**Task description**
Every record is to be transcribed exactly as written.

**Data records**
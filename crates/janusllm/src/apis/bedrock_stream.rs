//! Incremental decoding of the AWS event-stream framing used by
//! `ConverseStream` responses.
//!
//! Frames are binary (`application/vnd.amazon.eventstream`) and may split
//! across HTTP body chunks; undecoded bytes stay in the accumulation buffer
//! until the rest of the frame arrives.

use aws_smithy_eventstream::frame::{DecodedFrame, MessageFrameDecoder};
use aws_smithy_types::event_stream::{HeaderValue, Message};
use bytes::BytesMut;
use thiserror::Error;

use super::amazon_bedrock::ConverseStreamEvent;

#[derive(Error, Debug)]
pub enum BedrockStreamError {
    #[error("malformed event stream frame: {0}")]
    Frame(String),
    #[error("malformed event payload for {event_type}: {source}")]
    Payload {
        event_type: String,
        source: serde_json::Error,
    },
    #[error("upstream exception {kind}: {message}")]
    Exception { kind: String, message: String },
}

/// Stateful frame decoder for one response stream.
pub struct BedrockFrameDecoder {
    decoder: MessageFrameDecoder,
    buffer: BytesMut,
}

impl Default for BedrockFrameDecoder {
    fn default() -> Self {
        Self::new()
    }
}

impl BedrockFrameDecoder {
    pub fn new() -> Self {
        Self {
            decoder: MessageFrameDecoder::new(),
            buffer: BytesMut::new(),
        }
    }

    /// Append a raw body chunk as received from the upstream.
    pub fn push(&mut self, chunk: &[u8]) {
        self.buffer.extend_from_slice(chunk);
    }

    /// Decode the next complete event, if a full frame is buffered.
    ///
    /// Unknown event types are skipped. Exception frames surface as errors.
    pub fn next_event(&mut self) -> Result<Option<ConverseStreamEvent>, BedrockStreamError> {
        loop {
            let frame = self
                .decoder
                .decode_frame(&mut self.buffer)
                .map_err(|e| BedrockStreamError::Frame(e.to_string()))?;
            let message = match frame {
                DecodedFrame::Incomplete => return Ok(None),
                DecodedFrame::Complete(message) => message,
            };

            if let Some(kind) = header_str(&message, ":exception-type") {
                return Err(BedrockStreamError::Exception {
                    kind: kind.to_string(),
                    message: String::from_utf8_lossy(&message.payload()[..]).into_owned(),
                });
            }

            let Some(event_type) = header_str(&message, ":event-type") else {
                continue;
            };
            let event_type = event_type.to_string();
            let payload = message.payload();

            macro_rules! payload_as {
                ($ty:ty) => {
                    serde_json::from_slice::<$ty>(payload).map_err(|source| {
                        BedrockStreamError::Payload {
                            event_type: event_type.clone(),
                            source,
                        }
                    })?
                };
            }

            let event = match event_type.as_str() {
                "messageStart" => ConverseStreamEvent::MessageStart(payload_as!(
                    super::amazon_bedrock::MessageStartEvent
                )),
                "contentBlockStart" => ConverseStreamEvent::ContentBlockStart(payload_as!(
                    super::amazon_bedrock::ContentBlockStartEvent
                )),
                "contentBlockDelta" => ConverseStreamEvent::ContentBlockDelta(payload_as!(
                    super::amazon_bedrock::ContentBlockDeltaEvent
                )),
                "contentBlockStop" => ConverseStreamEvent::ContentBlockStop(payload_as!(
                    super::amazon_bedrock::ContentBlockStopEvent
                )),
                "messageStop" => ConverseStreamEvent::MessageStop(payload_as!(
                    super::amazon_bedrock::MessageStopEvent
                )),
                "metadata" => ConverseStreamEvent::Metadata(payload_as!(
                    super::amazon_bedrock::ConverseStreamMetadataEvent
                )),
                _ => continue,
            };
            return Ok(Some(event));
        }
    }
}

fn header_str<'a>(message: &'a Message, name: &str) -> Option<&'a str> {
    message.headers().iter().find_map(|header| {
        if header.name().as_str() != name {
            return None;
        }
        match header.value() {
            HeaderValue::String(value) => Some(value.as_str()),
            _ => None,
        }
    })
}

#[cfg(test)]
pub(crate) mod test_support {
    use aws_smithy_eventstream::frame::write_message_to;
    use aws_smithy_types::event_stream::{Header, HeaderValue, Message};

    /// Serialize one Bedrock event frame the way the service frames them.
    pub fn encode_event_frame(event_type: &str, payload: &str) -> Vec<u8> {
        let message = Message::new(payload.as_bytes().to_vec())
            .add_header(Header::new(
                ":message-type",
                HeaderValue::String("event".into()),
            ))
            .add_header(Header::new(
                ":event-type",
                HeaderValue::String(event_type.to_string().into()),
            ))
            .add_header(Header::new(
                ":content-type",
                HeaderValue::String("application/json".into()),
            ));
        let mut buffer = Vec::new();
        write_message_to(&message, &mut buffer).unwrap();
        buffer
    }
}
//! The `/v1/models` processor: answers directly from the snapshot's
//! declared model list, with no router, translator, or auth involved.

use std::collections::HashMap;
use std::sync::Arc;

use async_trait::async_trait;
use envoy_types::pb::envoy::config::core::v3::HeaderMap;
use envoy_types::pb::envoy::r#type::v3::{HttpStatus, StatusCode};
use envoy_types::pb::envoy::service::ext_proc::v3::{
    processing_response, BodyResponse, HttpBody, ImmediateResponse, ProcessingResponse,
};
use janusllm::apis::openai::{ModelDetail, Models};
use janusllm::ApiSchema;

use crate::config::Snapshot;
use crate::mutation::set_header;

use super::{response_headers_response, Processor, ProcessorError};

pub struct ModelsProcessor {
    body: Vec<u8>,
}

impl ModelsProcessor {
    pub fn factory(
        config: Arc<Snapshot>,
        _request_headers: HashMap<String, String>,
    ) -> Result<Box<dyn Processor>, ProcessorError> {
        if config.input_schema.name != ApiSchema::OpenAi {
            return Err(ProcessorError::UnsupportedSchema(
                config.input_schema.to_string(),
            ));
        }
        let listing = Models {
            object: "list".to_string(),
            data: config
                .declared_models
                .iter()
                .map(|model| ModelDetail {
                    id: model.clone(),
                    object: "model".to_string(),
                    created: 0,
                    owned_by: "tollgate".to_string(),
                })
                .collect(),
        };
        let body = serde_json::to_vec(&listing).map_err(ProcessorError::BodyEncode)?;
        Ok(Box::new(Self { body }))
    }
}

#[async_trait]
impl Processor for ModelsProcessor {
    async fn process_request_headers(
        &mut self,
        _headers: &HeaderMap,
    ) -> Result<ProcessingResponse, ProcessorError> {
        let mut headers = envoy_types::pb::envoy::service::ext_proc::v3::HeaderMutation::default();
        set_header(&mut headers, "content-type", b"application/json");
        set_header(
            &mut headers,
            "content-length",
            self.body.len().to_string().as_bytes(),
        );
        Ok(ProcessingResponse {
            response: Some(processing_response::Response::ImmediateResponse(
                ImmediateResponse {
                    status: Some(HttpStatus {
                        code: StatusCode::Ok as i32,
                    }),
                    headers: Some(headers),
                    body: self.body.clone(),
                    ..Default::default()
                },
            )),
            ..Default::default()
        })
    }

    async fn process_request_body(
        &mut self,
        _body: &HttpBody,
    ) -> Result<ProcessingResponse, ProcessorError> {
        Ok(ProcessingResponse {
            response: Some(processing_response::Response::RequestBody(
                BodyResponse::default(),
            )),
            ..Default::default()
        })
    }

    async fn process_response_headers(
        &mut self,
        _headers: &HeaderMap,
    ) -> Result<ProcessingResponse, ProcessorError> {
        Ok(response_headers_response(None))
    }

    async fn process_response_body(
        &mut self,
        _body: &HttpBody,
    ) -> Result<ProcessingResponse, ProcessorError> {
        Ok(ProcessingResponse {
            response: Some(processing_response::Response::ResponseBody(
                BodyResponse::default(),
            )),
            ..Default::default()
        })
    }
}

**Solution for this exercise**
filename crates/janusllm/src/apis/bedrock_stream.rs
//! Incremental decoding of the AWS event-stream framing used by
//! `ConverseStream` responses.
//!
//! Frames are binary (`application/vnd.amazon.eventstream`) and may split
//! across HTTP body chunks; undecoded bytes stay in the accumulation buffer
//! until the rest of the frame arrives.

use aws_smithy_eventstream::frame::{DecodedFrame, MessageFrameDecoder};
use aws_smithy_types::event_stream::{HeaderValue, Message};
use bytes::BytesMut;
use thiserror::Error;

use super::amazon_bedrock::ConverseStreamEvent;

#[derive(Error, Debug)]
pub enum BedrockStreamError {
    #[error("malformed event stream frame: {0}")]
    Frame(String),
    #[error("malformed event payload for {event_type}: {source}")]
    Payload {
        event_type: String,
        source: serde_json::Error,
    },
    #[error("upstream exception {kind}: {message}")]
    Exception { kind: String, message: String },
}

/// Stateful frame decoder for one response stream.
pub struct BedrockFrameDecoder {
    decoder: MessageFrameDecoder,
    buffer: BytesMut,
}

impl Default for BedrockFrameDecoder {
    fn default() -> Self {
        Self::new()
    }
}

impl BedrockFrameDecoder {
    pub fn new() -> Self {
        Self {
            decoder: MessageFrameDecoder::new(),
            buffer: BytesMut::new(),
        }
    }

    /// Append a raw body chunk as received from the upstream.
    pub fn push(&mut self, chunk: &[u8]) {
        self.buffer.extend_from_slice(chunk);
    }

    /// Decode the next complete event, if a full frame is buffered.
    ///
    /// Unknown event types are skipped. Exception frames surface as errors.
    pub fn next_event(&mut self) -> Result<Option<ConverseStreamEvent>, BedrockStreamError> {
        loop {
            let frame = self
                .decoder
                .decode_frame(&mut self.buffer)
                .map_err(|e| BedrockStreamError::Frame(e.to_string()))?;
            let message = match frame {
                DecodedFrame::Incomplete => return Ok(None),
                DecodedFrame::Complete(message) => message,
            };

            if let Some(kind) = header_str(&message, ":exception-type") {
                return Err(BedrockStreamError::Exception {
                    kind: kind.to_string(),
                    message: String::from_utf8_lossy(&message.payload()[..]).into_owned(),
                });
            }

            let Some(event_type) = header_str(&message, ":event-type") else {
                continue;
            };
            let event_type = event_type.to_string();
            let payload = message.payload();

            macro_rules! payload_as {
                ($ty:ty) => {
                    serde_json::from_slice::<$ty>(payload).map_err(|source| {
                        BedrockStreamError::Payload {
                            event_type: event_type.clone(),
                            source,
                        }
                    })?
                };
            }

            let event = match event_type.as_str() {
                "messageStart" => ConverseStreamEvent::MessageStart(payload_as!(
                    super::amazon_bedrock::MessageStartEvent
                )),
                "contentBlockStart" => ConverseStreamEvent::ContentBlockStart(payload_as!(
                    super::amazon_bedrock::ContentBlockStartEvent
                )),
                "contentBlockDelta" => ConverseStreamEvent::ContentBlockDelta(payload_as!(
                    super::amazon_bedrock::ContentBlockDeltaEvent
                )),
                "contentBlockStop" => ConverseStreamEvent::ContentBlockStop(payload_as!(
                    super::amazon_bedrock::ContentBlockStopEvent
                )),
                "messageStop" => ConverseStreamEvent::MessageStop(payload_as!(
                    super::amazon_bedrock::MessageStopEvent
                )),
                "metadata" => ConverseStreamEvent::Metadata(payload_as!(
                    super::amazon_bedrock::ConverseStreamMetadataEvent
                )),
                _ => continue,
            };
            return Ok(Some(event));
        }
    }
}

fn header_str<'a>(message: &'a Message, name: &str) -> Option<&'a str> {
    message.headers().iter().find_map(|header| {
        if header.name().as_str() != name {
            return None;
        }
        match header.value() {
            HeaderValue::String(value) => Some(value.as_str()),
            _ => None,
        }
    })
}

#[cfg(test)]
pub(crate) mod test_support {
    use aws_smithy_eventstream::frame::write_message_to;
    use aws_smithy_types::event_stream::{Header, HeaderValue, Message};

    /// Serialize one Bedrock event frame the way the service frames them.
    pub fn encode_event_frame(event_type: &str, payload: &str) -> Vec<u8> {
        let message = Message::new(payload.as_bytes().to_vec())
            .add_header(Header::new(
                ":message-type",
                HeaderValue::String("event".into()),
            ))
            .add_header(Header::new(
                ":event-type",
                HeaderValue::String(event_type.to_string().into()),
            ))
            .add_header(Header::new(
                ":content-type",
                HeaderValue::String("application/json".into()),
            ));
        let mut buffer = Vec::new();
        write_message_to(&message, &mut buffer).unwrap();
        buffer
    }
}
//! The `/v1/models` processor: answers directly from the snapshot's
//! declared model list, with no router, translator, or auth involved.

use std::collections::HashMap;
use std::sync::Arc;

use async_trait::async_trait;
use envoy_types::pb::envoy::config::core::v3::HeaderMap;
use envoy_types::pb::envoy::r#type::v3::{HttpStatus, StatusCode};
use envoy_types::pb::envoy::service::ext_proc::v3::{
    processing_response, BodyResponse, HttpBody, ImmediateResponse, ProcessingResponse,
};
use janusllm::apis::openai::{ModelDetail, Models};
use janusllm::ApiSchema;

use crate::config::Snapshot;
use crate::mutation::set_header;

use super::{response_headers_response, Processor, ProcessorError};

pub struct ModelsProcessor {
    body: Vec<u8>,
}

impl ModelsProcessor {
    pub fn factory(
        config: Arc<Snapshot>,
        _request_headers: HashMap<String, String>,
    ) -> Result<Box<dyn Processor>, ProcessorError> {
        if config.input_schema.name != ApiSchema::OpenAi {
            return Err(ProcessorError::UnsupportedSchema(
                config.input_schema.to_string(),
            ));
        }
        let listing = Models {
            object: "list".to_string(),
            data: config
                .declared_models
                .iter()
                .map(|model| ModelDetail {
                    id: model.clone(),
                    object: "model".to_string(),
                    created: 0,
                    owned_by: "tollgate".to_string(),
                })
                .collect(),
        };
        let body = serde_json::to_vec(&listing).map_err(ProcessorError::BodyEncode)?;
        Ok(Box::new(Self { body }))
    }
}

#[async_trait]
impl Processor for ModelsProcessor {
    async fn process_request_headers(
        &mut self,
        _headers: &HeaderMap,
    ) -> Result<ProcessingResponse, ProcessorError> {
        let mut headers = envoy_types::pb::envoy::service::ext_proc::v3::HeaderMutation::default();
        set_header(&mut headers, "content-type", b"application/json");
        set_header(
            &mut headers,
            "content-length",
            self.body.len().to_string().as_bytes(),
        );
        Ok(ProcessingResponse {
            response: Some(processing_response::Response::ImmediateResponse(
                ImmediateResponse {
                    status: Some(HttpStatus {
                        code: StatusCode::Ok as i32,
                    }),
                    headers: Some(headers),
                    body: self.body.clone(),
                    ..Default::default()
                },
            )),
            ..Default::default()
        })
    }

    async fn process_request_body(
        &mut self,
        _body: &HttpBody,
    ) -> Result<ProcessingResponse, ProcessorError> {
        Ok(ProcessingResponse {
            response: Some(processing_response::Response::RequestBody(
                BodyResponse::default(),
            )),
            ..Default::default()
        })
    }

    async fn process_response_headers(
        &mut self,
        _headers: &HeaderMap,
    ) -> Result<ProcessingResponse, ProcessorError> {
        Ok(response_headers_response(None))
    }

    async fn process_response_body(
        &mut self,
        _body: &HttpBody,
    ) -> Result<ProcessingResponse, ProcessorError> {
        Ok(ProcessingResponse {
            response: Some(processing_response::Response::ResponseBody(
                BodyResponse::default(),
            )),
            ..Default::default()
        })
    }
}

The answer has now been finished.